The spokesperson pointed out that the UK side has even distorted the Sino-British Joint Declaration in a bid to shift the blame onto China.

Doomed is any attempt by the UK to meddle with Hong Kong affairs by manipulating the BN(O) issue. We urge the UK side to immediately correct its mistakes, and stop political maneuvering that will only backfire.

Spokesperson for Commissioner's Office of the Foreign Ministry in the HKSAR

"The truth, though, is that the Joint Declaration is essentially about China's resumption of the exercise of sovereignty over Hong Kong and arrangements for the transitional period. In all the eight paragraphs and three annexes of the document, there is no single word or article that confers any responsibility on the UK over Hong Kong after the city's return. In brief, the UK has no sovereignty, jurisdiction or right of supervision over Hong Kong since its return. So there is no such 'commitment to the people of Hong Kong' on the UK side," the spokesperson said.

The spokesperson emphasized that it is the legitimate power of each sovereign state to safeguard national security through legislation, and no foreign country shall interfere. The national security law for the HKSAR has plugged the loophole in safeguarding national security in Hong Kong, and marked a major turning point for Hong Kong to regain its stability.

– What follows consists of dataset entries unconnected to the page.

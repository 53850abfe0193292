use ndarray::Array3;

pub(crate) struct Interpolator;

impl Interpolator {
    /// Trilinear interpolation at continuous index `(z, y, x)`.
    ///
    /// Coordinates must lie inside `[0, dim - 1]` on every axis; the upper
    /// neighbours are clamped so the last voxel plane can be sampled exactly.
    #[inline]
    pub(crate) fn trilinear_interpolate(data: &Array3<f32>, z: f64, y: f64, x: f64) -> f32 {
        let (depth, height, width) = data.dim();

        let z0 = (z.floor() as usize).min(depth - 1);
        let y0 = (y.floor() as usize).min(height - 1);
        let x0 = (x.floor() as usize).min(width - 1);
        let z1 = (z0 + 1).min(depth - 1);
        let y1 = (y0 + 1).min(height - 1);
        let x1 = (x0 + 1).min(width - 1);

        let dz = (z - z0 as f64) as f32;
        let dy = (y - y0 as f64) as f32;
        let dx = (x - x0 as f64) as f32;
        let one_minus_dx = 1.0 - dx;
        let one_minus_dy = 1.0 - dy;
        let one_minus_dz = 1.0 - dz;

        let v000 = data[[z0, y0, x0]];
        let v001 = data[[z0, y0, x1]];
        let v010 = data[[z0, y1, x0]];
        let v011 = data[[z0, y1, x1]];
        let v100 = data[[z1, y0, x0]];
        let v101 = data[[z1, y0, x1]];
        let v110 = data[[z1, y1, x0]];
        let v111 = data[[z1, y1, x1]];

        let v00 = v000.mul_add(one_minus_dx, v001 * dx);
        let v01 = v010.mul_add(one_minus_dx, v011 * dx);
        let v10 = v100.mul_add(one_minus_dx, v101 * dx);
        let v11 = v110.mul_add(one_minus_dx, v111 * dx);

        let v0 = v00.mul_add(one_minus_dy, v01 * dy);
        let v1 = v10.mul_add(one_minus_dy, v11 * dy);

        v0.mul_add(one_minus_dz, v1 * dz)
    }
}

#[cfg(test)]
mod tests {
    use super::*;

    fn ramp() -> Array3<f32> {
        // value = x + 10 y + 100 z
        Array3::from_shape_fn((3, 3, 3), |(z, y, x)| (x + 10 * y + 100 * z) as f32)
    }

    #[test]
    fn test_grid_points_are_exact() {
        let data = ramp();
        assert_eq!(Interpolator::trilinear_interpolate(&data, 2.0, 1.0, 0.0), 210.0);
        assert_eq!(Interpolator::trilinear_interpolate(&data, 2.0, 2.0, 2.0), 222.0);
    }

    #[test]
    fn test_linear_field_is_reproduced() {
        let data = ramp();
        let value = Interpolator::trilinear_interpolate(&data, 0.25, 1.5, 0.5);
        assert!((value - (0.5 + 15.0 + 25.0)).abs() < 1e-4);
    }

    #[test]
    fn test_single_voxel_axis() {
        let data = Array3::from_elem((1, 2, 2), 7.0_f32);
        assert_eq!(Interpolator::trilinear_interpolate(&data, 0.0, 0.5, 0.5), 7.0);
    }
}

"The rampant 'Hong Kong independence' movement and black violence have been effectively curbed. The majority of Hong Kong citizens have resumed normal lives, free from fear of violence or being targeted by rioters, with rights and freedoms better protected. But the UK has turned a blind eye to all these facts and tried to vilify the national security law, only to expose its intention to sow trouble in Hong Kong and China at large."

The spokesperson pointed out that it was exactly the UK, which accused China of restricting the rights and freedoms of the people of Hong Kong, that did so during its rule in the city. Over the more than 150 years of its rule here, the UK granted no democracy or human rights whatsoever to Hong Kong citizens, and each governor was appointed by the British government.

"When the British government ratified the International Covenant on Economic, Social and Cultural Rights (ICCPR) in 1976, it reserved the right not to apply the provisions about the right to election at genuine periodic elections to Hong Kong. The Public Order Ordinance and the Societies Ordinance during the British rule imposed draconian restrictions on activities of assembly, procession and association. It was not until Hong Kong was about to return to China that the UK amended the ordinances to loosen the restrictions out of ulterior motives," the spokesperson said.

"Not saying a single word about its record of restricting Hong Kong people's rights and freedoms, the UK has instead slung mud at China. But the fact is not to be denied, that it is not until Hong Kong's return that the democracy, human rights and freedoms of our Hong Kong compatriots have been established and safeguarded."

The spokesperson emphasized that Hong Kong is part of China, and its affairs are China's internal affairs.

"Doomed is any attempt by the UK to meddle with Hong Kong affairs by manipulating the BN(O) issue. We urge the UK side to immediately correct its mistakes, and stop political maneuvering that will only backfire," the spokesperson said.